-- WHAT IS EXPECTED --
Every record, from the first line to the last, needs to be given again exactly.

-- DATA LISTING --
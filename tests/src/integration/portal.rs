//! # Public Wave Flows
//!
//! Two participants wave at a freshly funded portal.

#[cfg(test)]
mod tests {
    use crate::fixtures::{participant, Portal, DEPLOY_FUNDING};
    use shared_types::entities::Amount;
    use wave_ledger::domain::{
        EntropyError, LedgerConfig, LedgerError, PayoutOutcome, RewardRandomizer,
        DEFAULT_AWARD_THRESHOLD, DEFAULT_PAYOUT_UNIT,
    };
    use wave_ledger::ports::WaveLedgerApi;

    const T0: u64 = 1_700_000_000;

    fn deployed() -> Portal<wave_ledger::adapters::InMemoryLedgerStore> {
        Portal::in_memory(LedgerConfig::default())
    }

    fn send_two_waves(portal: &Portal<wave_ledger::adapters::InMemoryLedgerStore>) {
        portal.wave(participant(1), "This is wave #1", T0).unwrap();
        portal.wave(participant(2), "This is wave #2", T0 + 1).unwrap();
    }

    #[test]
    fn test_portal_starts_with_deploy_funding() {
        let portal = deployed();
        assert_eq!(portal.ledger.balance(), DEPLOY_FUNDING);
        assert_eq!(portal.ledger.total_waves(), 0);
        assert!(portal.ledger.all_waves().is_empty());
    }

    #[test]
    fn test_total_waves() {
        let portal = deployed();
        send_two_waves(&portal);
        assert_eq!(portal.ledger.total_waves(), 2);
    }

    #[test]
    fn test_all_waves_in_submission_order() {
        let portal = deployed();
        send_two_waves(&portal);

        let waves = portal.ledger.all_waves();
        assert_eq!(waves[0].sender, participant(1));
        assert_eq!(waves[0].message, "This is wave #1");
        assert_eq!(waves[1].sender, participant(2));
        assert_eq!(waves[1].message, "This is wave #2");
    }

    #[test]
    fn test_balance_drops_by_one_unit_per_awarded_seed() {
        let portal = deployed();
        send_two_waves(&portal);

        let awarded = portal
            .ledger
            .all_waves()
            .iter()
            .filter(|w| w.seed <= DEFAULT_AWARD_THRESHOLD)
            .count() as Amount;

        assert_eq!(
            portal.ledger.balance(),
            DEPLOY_FUNDING - awarded * DEFAULT_PAYOUT_UNIT
        );
        assert_eq!(portal.treasury.total_paid(), awarded * DEFAULT_PAYOUT_UNIT);
    }

    #[test]
    fn test_resubmit_within_fifteen_minutes_reverts() {
        let portal = deployed();
        let user1 = participant(1);

        portal.wave(user1, "This is wave #1", T0).unwrap();
        let again = portal.wave(user1, "This is wave #2", T0 + 60);

        assert_eq!(again, Err(LedgerError::Denied { remaining_secs: 840 }));
        assert_eq!(portal.ledger.total_waves(), 1);
    }

    #[test]
    fn test_returning_after_cooldown_is_accepted() {
        let portal = deployed();
        let user1 = participant(1);

        portal.wave(user1, "morning", T0).unwrap();
        let later = portal.wave(user1, "afternoon", T0 + 900).unwrap();

        assert_eq!(later.total_waves, 2);
        assert_eq!(portal.ledger.waves_by(&user1).len(), 2);
        assert_eq!(portal.ledger.cooldown_remaining(&user1, T0 + 900), 900);
    }

    #[test]
    fn test_pool_drains_then_reports_underfunded() {
        let unit = DEFAULT_PAYOUT_UNIT;
        let portal = Portal::in_memory(LedgerConfig {
            initial_funding: unit,
            ..LedgerConfig::default()
        });
        let lucky = participant(7);
        let also_lucky = participant(8);

        let first = portal.time_where(&lucky, true, T0);
        let paid = portal.ledger.submit_wave(lucky, "first", first).unwrap();
        assert_eq!(paid.payout, PayoutOutcome::Transferred { amount: unit });
        assert_eq!(portal.ledger.balance(), 0);

        let second = portal.time_where(&also_lucky, true, T0);
        let dry = portal.ledger.submit_wave(also_lucky, "second", second).unwrap();
        assert_eq!(dry.payout, PayoutOutcome::InsufficientFunds);
        assert_eq!(portal.ledger.total_waves(), 2);
        assert_eq!(portal.treasury.paid(&also_lucky), 0);

        // Topping up lets the next awarded wave pay again
        portal.ledger.fund(unit).unwrap();
        let third = portal.time_where(&lucky, true, first + 900);
        let again = portal.ledger.submit_wave(lucky, "third", third).unwrap();
        assert!(again.payout.is_paid());
        assert_eq!(portal.treasury.paid(&lucky), 2 * unit);
    }

    #[test]
    fn test_one_round_decides_one_wave() {
        let portal = deployed();
        let round = portal.publish_round();

        portal
            .ledger
            .submit_wave(participant(1), "first on this round", T0)
            .unwrap();
        let late = portal.ledger.submit_wave(participant(2), "same round", T0 + 1);

        assert_eq!(
            late,
            Err(LedgerError::Entropy(EntropyError::RoundConsumed { round }))
        );
        assert_eq!(portal.ledger.total_waves(), 1);
        assert_eq!(portal.ledger.last_waved_at(&participant(2)), None);

        // The refused sender is not cooling down and goes through on the next round
        let next = portal.wave(participant(2), "next round", T0 + 2).unwrap();
        assert_eq!(next.total_waves, 2);
    }

    #[test]
    fn test_timing_against_a_public_round_pays_once() {
        let portal = deployed();
        portal.publish_round();
        let beacon = portal.entropy.unspent_beacon().unwrap();
        let randomizer = RewardRandomizer::new(DEFAULT_AWARD_THRESHOLD);

        // Every sender reads the published round and waits for a winning second
        let mut paid = 0;
        for n in 1..=50u8 {
            let sender = participant(n);
            let winning = (T0..)
                .find(|&t| randomizer.decide(&sender, t, &beacon.randomness).awarded)
                .unwrap();
            if let Ok(receipt) = portal.ledger.submit_wave(sender, "timed", winning) {
                if receipt.payout.is_paid() {
                    paid += 1;
                }
            }
        }

        assert_eq!(paid, 1);
        assert_eq!(portal.ledger.total_waves(), 1);
        assert_eq!(portal.ledger.balance(), DEPLOY_FUNDING - DEFAULT_PAYOUT_UNIT);
    }
}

-- ANSWER TO THIS PROBLEM --
filename tests/src/integration/portal.rs
//! # Public Wave Flows
//!
//! Two participants wave at a freshly funded portal.

#[cfg(test)]
mod tests {
    use crate::fixtures::{participant, Portal, DEPLOY_FUNDING};
    use shared_types::entities::Amount;
    use wave_ledger::domain::{
        EntropyError, LedgerConfig, LedgerError, PayoutOutcome, RewardRandomizer,
        DEFAULT_AWARD_THRESHOLD, DEFAULT_PAYOUT_UNIT,
    };
    use wave_ledger::ports::WaveLedgerApi;

    const T0: u64 = 1_700_000_000;

    fn deployed() -> Portal<wave_ledger::adapters::InMemoryLedgerStore> {
        Portal::in_memory(LedgerConfig::default())
    }

    fn send_two_waves(portal: &Portal<wave_ledger::adapters::InMemoryLedgerStore>) {
        portal.wave(participant(1), "This is wave #1", T0).unwrap();
        portal.wave(participant(2), "This is wave #2", T0 + 1).unwrap();
    }

    #[test]
    fn test_portal_starts_with_deploy_funding() {
        let portal = deployed();
        assert_eq!(portal.ledger.balance(), DEPLOY_FUNDING);
        assert_eq!(portal.ledger.total_waves(), 0);
        assert!(portal.ledger.all_waves().is_empty());
    }

    #[test]
    fn test_total_waves() {
        let portal = deployed();
        send_two_waves(&portal);
        assert_eq!(portal.ledger.total_waves(), 2);
    }

    #[test]
    fn test_all_waves_in_submission_order() {
        let portal = deployed();
        send_two_waves(&portal);

        let waves = portal.ledger.all_waves();
        assert_eq!(waves[0].sender, participant(1));
        assert_eq!(waves[0].message, "This is wave #1");
        assert_eq!(waves[1].sender, participant(2));
        assert_eq!(waves[1].message, "This is wave #2");
    }

    #[test]
    fn test_balance_drops_by_one_unit_per_awarded_seed() {
        let portal = deployed();
        send_two_waves(&portal);

        let awarded = portal
            .ledger
            .all_waves()
            .iter()
            .filter(|w| w.seed <= DEFAULT_AWARD_THRESHOLD)
            .count() as Amount;

        assert_eq!(
            portal.ledger.balance(),
            DEPLOY_FUNDING - awarded * DEFAULT_PAYOUT_UNIT
        );
        assert_eq!(portal.treasury.total_paid(), awarded * DEFAULT_PAYOUT_UNIT);
    }

    #[test]
    fn test_resubmit_within_fifteen_minutes_reverts() {
        let portal = deployed();
        let user1 = participant(1);

        portal.wave(user1, "This is wave #1", T0).unwrap();
        let again = portal.wave(user1, "This is wave #2", T0 + 60);

        assert_eq!(again, Err(LedgerError::Denied { remaining_secs: 840 }));
        assert_eq!(portal.ledger.total_waves(), 1);
    }

    #[test]
    fn test_returning_after_cooldown_is_accepted() {
        let portal = deployed();
        let user1 = participant(1);

        portal.wave(user1, "morning", T0).unwrap();
        let later = portal.wave(user1, "afternoon", T0 + 900).unwrap();

        assert_eq!(later.total_waves, 2);
        assert_eq!(portal.ledger.waves_by(&user1).len(), 2);
        assert_eq!(portal.ledger.cooldown_remaining(&user1, T0 + 900), 900);
    }

    #[test]
    fn test_pool_drains_then_reports_underfunded() {
        let unit = DEFAULT_PAYOUT_UNIT;
        let portal = Portal::in_memory(LedgerConfig {
            initial_funding: unit,
            ..LedgerConfig::default()
        });
        let lucky = participant(7);
        let also_lucky = participant(8);

        let first = portal.time_where(&lucky, true, T0);
        let paid = portal.ledger.submit_wave(lucky, "first", first).unwrap();
        assert_eq!(paid.payout, PayoutOutcome::Transferred { amount: unit });
        assert_eq!(portal.ledger.balance(), 0);

        let second = portal.time_where(&also_lucky, true, T0);
        let dry = portal.ledger.submit_wave(also_lucky, "second", second).unwrap();
        assert_eq!(dry.payout, PayoutOutcome::InsufficientFunds);
        assert_eq!(portal.ledger.total_waves(), 2);
        assert_eq!(portal.treasury.paid(&also_lucky), 0);

        // Topping up lets the next awarded wave pay again
        portal.ledger.fund(unit).unwrap();
        let third = portal.time_where(&lucky, true, first + 900);
        let again = portal.ledger.submit_wave(lucky, "third", third).unwrap();
        assert!(again.payout.is_paid());
        assert_eq!(portal.treasury.paid(&lucky), 2 * unit);
    }

    #[test]
    fn test_one_round_decides_one_wave() {
        let portal = deployed();
        let round = portal.publish_round();

        portal
            .ledger
            .submit_wave(participant(1), "first on this round", T0)
            .unwrap();
        let late = portal.ledger.submit_wave(participant(2), "same round", T0 + 1);

        assert_eq!(
            late,
            Err(LedgerError::Entropy(EntropyError::RoundConsumed { round }))
        );
        assert_eq!(portal.ledger.total_waves(), 1);
        assert_eq!(portal.ledger.last_waved_at(&participant(2)), None);

        // The refused sender is not cooling down and goes through on the next round
        let next = portal.wave(participant(2), "next round", T0 + 2).unwrap();
        assert_eq!(next.total_waves, 2);
    }

    #[test]
    fn test_timing_against_a_public_round_pays_once() {
        let portal = deployed();
        portal.publish_round();
        let beacon = portal.entropy.unspent_beacon().unwrap();
        let randomizer = RewardRandomizer::new(DEFAULT_AWARD_THRESHOLD);

        // Every sender reads the published round and waits for a winning second
        let mut paid = 0;
        for n in 1..=50u8 {
            let sender = participant(n);
            let winning = (T0..)
                .find(|&t| randomizer.decide(&sender, t, &beacon.randomness).awarded)
                .unwrap();
            if let Ok(receipt) = portal.ledger.submit_wave(sender, "timed", winning) {
                if receipt.payout.is_paid() {
                    paid += 1;
                }
            }
        }

        assert_eq!(paid, 1);
        assert_eq!(portal.ledger.total_waves(), 1);
        assert_eq!(portal.ledger.balance(), DEPLOY_FUNDING - DEFAULT_PAYOUT_UNIT);
    }
}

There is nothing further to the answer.